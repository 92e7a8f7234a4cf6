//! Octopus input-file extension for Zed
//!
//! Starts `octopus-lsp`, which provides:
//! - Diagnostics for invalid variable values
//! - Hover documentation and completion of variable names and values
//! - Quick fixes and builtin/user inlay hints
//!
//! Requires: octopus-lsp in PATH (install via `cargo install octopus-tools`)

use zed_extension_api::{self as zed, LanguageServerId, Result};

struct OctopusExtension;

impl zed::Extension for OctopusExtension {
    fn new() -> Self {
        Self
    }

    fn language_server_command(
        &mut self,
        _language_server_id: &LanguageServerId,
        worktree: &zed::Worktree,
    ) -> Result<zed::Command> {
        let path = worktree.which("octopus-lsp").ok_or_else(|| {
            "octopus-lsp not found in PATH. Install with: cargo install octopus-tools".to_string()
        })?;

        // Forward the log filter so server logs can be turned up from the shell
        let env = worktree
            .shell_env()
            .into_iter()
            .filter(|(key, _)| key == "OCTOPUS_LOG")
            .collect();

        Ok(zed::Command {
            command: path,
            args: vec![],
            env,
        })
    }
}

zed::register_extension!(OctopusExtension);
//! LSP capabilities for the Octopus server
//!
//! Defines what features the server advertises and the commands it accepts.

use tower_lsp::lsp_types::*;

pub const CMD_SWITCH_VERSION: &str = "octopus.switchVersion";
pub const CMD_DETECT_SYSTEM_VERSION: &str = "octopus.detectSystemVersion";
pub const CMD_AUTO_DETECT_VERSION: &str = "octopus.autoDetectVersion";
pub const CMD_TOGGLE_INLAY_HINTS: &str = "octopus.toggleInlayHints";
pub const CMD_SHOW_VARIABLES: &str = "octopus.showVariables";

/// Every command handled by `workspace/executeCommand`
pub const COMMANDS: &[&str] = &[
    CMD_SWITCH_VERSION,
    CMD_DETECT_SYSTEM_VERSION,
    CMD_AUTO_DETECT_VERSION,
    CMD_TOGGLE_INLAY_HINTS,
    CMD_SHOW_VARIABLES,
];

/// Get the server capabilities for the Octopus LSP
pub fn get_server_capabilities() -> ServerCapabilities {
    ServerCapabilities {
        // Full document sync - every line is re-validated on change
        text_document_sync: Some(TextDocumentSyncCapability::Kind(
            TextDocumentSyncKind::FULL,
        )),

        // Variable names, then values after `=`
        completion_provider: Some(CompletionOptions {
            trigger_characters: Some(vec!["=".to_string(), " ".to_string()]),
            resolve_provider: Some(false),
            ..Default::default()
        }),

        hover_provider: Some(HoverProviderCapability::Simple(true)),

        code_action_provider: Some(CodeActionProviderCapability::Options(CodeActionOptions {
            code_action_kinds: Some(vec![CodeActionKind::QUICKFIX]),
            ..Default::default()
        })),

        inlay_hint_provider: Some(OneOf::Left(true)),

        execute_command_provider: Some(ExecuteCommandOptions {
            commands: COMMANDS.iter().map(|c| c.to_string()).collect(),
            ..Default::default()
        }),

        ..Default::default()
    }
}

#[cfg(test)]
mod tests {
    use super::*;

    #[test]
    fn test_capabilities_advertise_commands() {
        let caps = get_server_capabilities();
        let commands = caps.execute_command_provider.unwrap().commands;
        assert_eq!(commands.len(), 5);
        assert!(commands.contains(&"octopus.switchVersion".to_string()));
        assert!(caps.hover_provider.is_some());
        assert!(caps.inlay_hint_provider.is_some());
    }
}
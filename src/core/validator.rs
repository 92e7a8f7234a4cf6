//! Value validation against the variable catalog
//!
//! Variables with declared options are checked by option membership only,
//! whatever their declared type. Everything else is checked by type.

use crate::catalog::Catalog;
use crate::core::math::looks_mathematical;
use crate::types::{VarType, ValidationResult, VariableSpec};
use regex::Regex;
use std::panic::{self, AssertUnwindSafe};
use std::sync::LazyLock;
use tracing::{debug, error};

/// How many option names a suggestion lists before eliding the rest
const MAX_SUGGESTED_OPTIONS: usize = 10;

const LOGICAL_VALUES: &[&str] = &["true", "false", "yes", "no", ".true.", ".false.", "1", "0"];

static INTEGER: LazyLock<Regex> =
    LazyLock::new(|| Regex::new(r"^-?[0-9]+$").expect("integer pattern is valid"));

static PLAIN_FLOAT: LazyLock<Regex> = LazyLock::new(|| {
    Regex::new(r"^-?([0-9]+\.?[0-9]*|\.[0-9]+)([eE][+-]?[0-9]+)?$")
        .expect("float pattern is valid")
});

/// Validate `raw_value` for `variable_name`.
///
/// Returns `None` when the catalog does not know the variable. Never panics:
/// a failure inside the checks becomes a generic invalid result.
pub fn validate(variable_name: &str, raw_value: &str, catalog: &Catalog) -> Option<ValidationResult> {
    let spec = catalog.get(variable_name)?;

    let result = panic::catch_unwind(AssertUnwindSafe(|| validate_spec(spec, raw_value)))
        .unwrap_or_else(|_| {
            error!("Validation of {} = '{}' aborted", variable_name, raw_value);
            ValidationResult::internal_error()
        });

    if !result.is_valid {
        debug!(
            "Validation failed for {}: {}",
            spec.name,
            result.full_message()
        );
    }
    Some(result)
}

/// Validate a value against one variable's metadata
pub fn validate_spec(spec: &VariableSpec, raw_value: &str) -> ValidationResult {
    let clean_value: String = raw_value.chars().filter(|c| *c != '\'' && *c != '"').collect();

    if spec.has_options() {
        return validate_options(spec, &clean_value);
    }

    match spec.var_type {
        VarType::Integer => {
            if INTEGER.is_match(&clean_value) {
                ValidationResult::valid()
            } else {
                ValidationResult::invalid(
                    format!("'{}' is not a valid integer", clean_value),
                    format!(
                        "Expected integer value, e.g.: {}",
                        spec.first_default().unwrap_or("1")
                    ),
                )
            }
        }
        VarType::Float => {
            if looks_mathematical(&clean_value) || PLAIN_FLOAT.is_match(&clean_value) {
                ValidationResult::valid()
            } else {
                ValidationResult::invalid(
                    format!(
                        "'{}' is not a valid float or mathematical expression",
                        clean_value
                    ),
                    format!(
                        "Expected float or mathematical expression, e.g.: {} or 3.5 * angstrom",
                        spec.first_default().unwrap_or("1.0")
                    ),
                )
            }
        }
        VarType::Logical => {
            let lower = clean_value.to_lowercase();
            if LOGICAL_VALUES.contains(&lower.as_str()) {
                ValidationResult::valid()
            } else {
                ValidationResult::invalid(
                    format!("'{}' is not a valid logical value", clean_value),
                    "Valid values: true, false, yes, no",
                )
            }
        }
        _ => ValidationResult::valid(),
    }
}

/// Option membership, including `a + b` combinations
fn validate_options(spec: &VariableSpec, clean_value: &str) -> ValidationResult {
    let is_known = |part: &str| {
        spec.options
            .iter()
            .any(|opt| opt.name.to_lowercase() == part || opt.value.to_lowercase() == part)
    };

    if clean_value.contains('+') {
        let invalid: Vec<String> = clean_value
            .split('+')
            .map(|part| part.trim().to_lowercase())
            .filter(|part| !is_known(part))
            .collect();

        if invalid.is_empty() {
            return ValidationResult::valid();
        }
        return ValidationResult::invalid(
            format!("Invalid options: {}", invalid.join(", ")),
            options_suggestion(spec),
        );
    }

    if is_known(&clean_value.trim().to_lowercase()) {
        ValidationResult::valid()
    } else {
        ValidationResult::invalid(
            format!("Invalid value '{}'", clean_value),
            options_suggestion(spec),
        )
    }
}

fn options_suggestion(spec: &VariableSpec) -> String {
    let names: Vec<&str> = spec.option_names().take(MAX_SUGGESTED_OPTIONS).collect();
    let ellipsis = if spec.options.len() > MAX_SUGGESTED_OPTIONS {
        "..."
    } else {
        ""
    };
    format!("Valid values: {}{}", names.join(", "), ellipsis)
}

# # # # #

▶ Task to complete
From beginning to end, the data must be duplicated exactly.

▶ Expected answer
repository 92e7a8f7234a4cf6
//! Octopus input-file extension for Zed
//!
//! Starts `octopus-lsp`, which provides:
//! - Diagnostics for invalid variable values
//! - Hover documentation and completion of variable names and values
//! - Quick fixes and builtin/user inlay hints
//!
//! Requires: octopus-lsp in PATH (install via `cargo install octopus-tools`)

use zed_extension_api::{self as zed, LanguageServerId, Result};

struct OctopusExtension;

impl zed::Extension for OctopusExtension {
    fn new() -> Self {
        Self
    }

    fn language_server_command(
        &mut self,
        _language_server_id: &LanguageServerId,
        worktree: &zed::Worktree,
    ) -> Result<zed::Command> {
        let path = worktree.which("octopus-lsp").ok_or_else(|| {
            "octopus-lsp not found in PATH. Install with: cargo install octopus-tools".to_string()
        })?;

        // Forward the log filter so server logs can be turned up from the shell
        let env = worktree
            .shell_env()
            .into_iter()
            .filter(|(key, _)| key == "OCTOPUS_LOG")
            .collect();

        Ok(zed::Command {
            command: path,
            args: vec![],
            env,
        })
    }
}

zed::register_extension!(OctopusExtension);
//! LSP capabilities for the Octopus server
//!
//! Defines what features the server advertises and the commands it accepts.

use tower_lsp::lsp_types::*;

pub const CMD_SWITCH_VERSION: &str = "octopus.switchVersion";
pub const CMD_DETECT_SYSTEM_VERSION: &str = "octopus.detectSystemVersion";
pub const CMD_AUTO_DETECT_VERSION: &str = "octopus.autoDetectVersion";
pub const CMD_TOGGLE_INLAY_HINTS: &str = "octopus.toggleInlayHints";
pub const CMD_SHOW_VARIABLES: &str = "octopus.showVariables";

/// Every command handled by `workspace/executeCommand`
pub const COMMANDS: &[&str] = &[
    CMD_SWITCH_VERSION,
    CMD_DETECT_SYSTEM_VERSION,
    CMD_AUTO_DETECT_VERSION,
    CMD_TOGGLE_INLAY_HINTS,
    CMD_SHOW_VARIABLES,
];

/// Get the server capabilities for the Octopus LSP
pub fn get_server_capabilities() -> ServerCapabilities {
    ServerCapabilities {
        // Full document sync - every line is re-validated on change
        text_document_sync: Some(TextDocumentSyncCapability::Kind(
            TextDocumentSyncKind::FULL,
        )),

        // Variable names, then values after `=`
        completion_provider: Some(CompletionOptions {
            trigger_characters: Some(vec!["=".to_string(), " ".to_string()]),
            resolve_provider: Some(false),
            ..Default::default()
        }),

        hover_provider: Some(HoverProviderCapability::Simple(true)),

        code_action_provider: Some(CodeActionProviderCapability::Options(CodeActionOptions {
            code_action_kinds: Some(vec![CodeActionKind::QUICKFIX]),
            ..Default::default()
        })),

        inlay_hint_provider: Some(OneOf::Left(true)),

        execute_command_provider: Some(ExecuteCommandOptions {
            commands: COMMANDS.iter().map(|c| c.to_string()).collect(),
            ..Default::default()
        }),

        ..Default::default()
    }
}

#[cfg(test)]
mod tests {
    use super::*;

    #[test]
    fn test_capabilities_advertise_commands() {
        let caps = get_server_capabilities();
        let commands = caps.execute_command_provider.unwrap().commands;
        assert_eq!(commands.len(), 5);
        assert!(commands.contains(&"octopus.switchVersion".to_string()));
        assert!(caps.hover_provider.is_some());
        assert!(caps.inlay_hint_provider.is_some());
    }
}
filename src/core/validator.rs
repository 92e7a8f7234a4cf6
//! Value validation against the variable catalog
//!
//! Variables with declared options are checked by option membership only,
//! whatever their declared type. Everything else is checked by type.

use crate::catalog::Catalog;
use crate::core::math::looks_mathematical;
use crate::types::{VarType, ValidationResult, VariableSpec};
use regex::Regex;
use std::panic::{self, AssertUnwindSafe};
use std::sync::LazyLock;
use tracing::{debug, error};

/// How many option names a suggestion lists before eliding the rest
const MAX_SUGGESTED_OPTIONS: usize = 10;

const LOGICAL_VALUES: &[&str] = &["true", "false", "yes", "no", ".true.", ".false.", "1", "0"];

static INTEGER: LazyLock<Regex> =
    LazyLock::new(|| Regex::new(r"^-?[0-9]+$").expect("integer pattern is valid"));

static PLAIN_FLOAT: LazyLock<Regex> = LazyLock::new(|| {
    Regex::new(r"^-?([0-9]+\.?[0-9]*|\.[0-9]+)([eE][+-]?[0-9]+)?$")
        .expect("float pattern is valid")
});

/// Validate `raw_value` for `variable_name`.
///
/// Returns `None` when the catalog does not know the variable. Never panics:
/// a failure inside the checks becomes a generic invalid result.
pub fn validate(variable_name: &str, raw_value: &str, catalog: &Catalog) -> Option<ValidationResult> {
    let spec = catalog.get(variable_name)?;

    let result = panic::catch_unwind(AssertUnwindSafe(|| validate_spec(spec, raw_value)))
        .unwrap_or_else(|_| {
            error!("Validation of {} = '{}' aborted", variable_name, raw_value);
            ValidationResult::internal_error()
        });

    if !result.is_valid {
        debug!(
            "Validation failed for {}: {}",
            spec.name,
            result.full_message()
        );
    }
    Some(result)
}

/// Validate a value against one variable's metadata
pub fn validate_spec(spec: &VariableSpec, raw_value: &str) -> ValidationResult {
    let clean_value: String = raw_value.chars().filter(|c| *c != '\'' && *c != '"').collect();

    if spec.has_options() {
        return validate_options(spec, &clean_value);
    }

    match spec.var_type {
        VarType::Integer => {
            if INTEGER.is_match(&clean_value) {
                ValidationResult::valid()
            } else {
                ValidationResult::invalid(
                    format!("'{}' is not a valid integer", clean_value),
                    format!(
                        "Expected integer value, e.g.: {}",
                        spec.first_default().unwrap_or("1")
                    ),
                )
            }
        }
        VarType::Float => {
            if looks_mathematical(&clean_value) || PLAIN_FLOAT.is_match(&clean_value) {
                ValidationResult::valid()
            } else {
                ValidationResult::invalid(
                    format!(
                        "'{}' is not a valid float or mathematical expression",
                        clean_value
                    ),
                    format!(
                        "Expected float or mathematical expression, e.g.: {} or 3.5 * angstrom",
                        spec.first_default().unwrap_or("1.0")
                    ),
                )
            }
        }
        VarType::Logical => {
            let lower = clean_value.to_lowercase();
            if LOGICAL_VALUES.contains(&lower.as_str()) {
                ValidationResult::valid()
            } else {
                ValidationResult::invalid(
                    format!("'{}' is not a valid logical value", clean_value),
                    "Valid values: true, false, yes, no",
                )
            }
        }
        _ => ValidationResult::valid(),
    }
}

/// Option membership, including `a + b` combinations
fn validate_options(spec: &VariableSpec, clean_value: &str) -> ValidationResult {
    let is_known = |part: &str| {
        spec.options
            .iter()
            .any(|opt| opt.name.to_lowercase() == part || opt.value.to_lowercase() == part)
    };

    if clean_value.contains('+') {
        let invalid: Vec<String> = clean_value
            .split('+')
            .map(|part| part.trim().to_lowercase())
            .filter(|part| !is_known(part))
            .collect();

        if invalid.is_empty() {
            return ValidationResult::valid();
        }
        return ValidationResult::invalid(
            format!("Invalid options: {}", invalid.join(", ")),
            options_suggestion(spec),
        );
    }

    if is_known(&clean_value.trim().to_lowercase()) {
        ValidationResult::valid()
    } else {
        ValidationResult::invalid(
            format!("Invalid value '{}'", clean_value),
            options_suggestion(spec),
        )
    }
}

fn options_suggestion(spec: &VariableSpec) -> String {
    let names: Vec<&str> = spec.option_names().take(MAX_SUGGESTED_OPTIONS).collect();
    let ellipsis = if spec.options.len() > MAX_SUGGESTED_OPTIONS {
        "..."
    } else {
        ""
    };
    format!("Valid values: {}{}", names.join(", "), ellipsis)
}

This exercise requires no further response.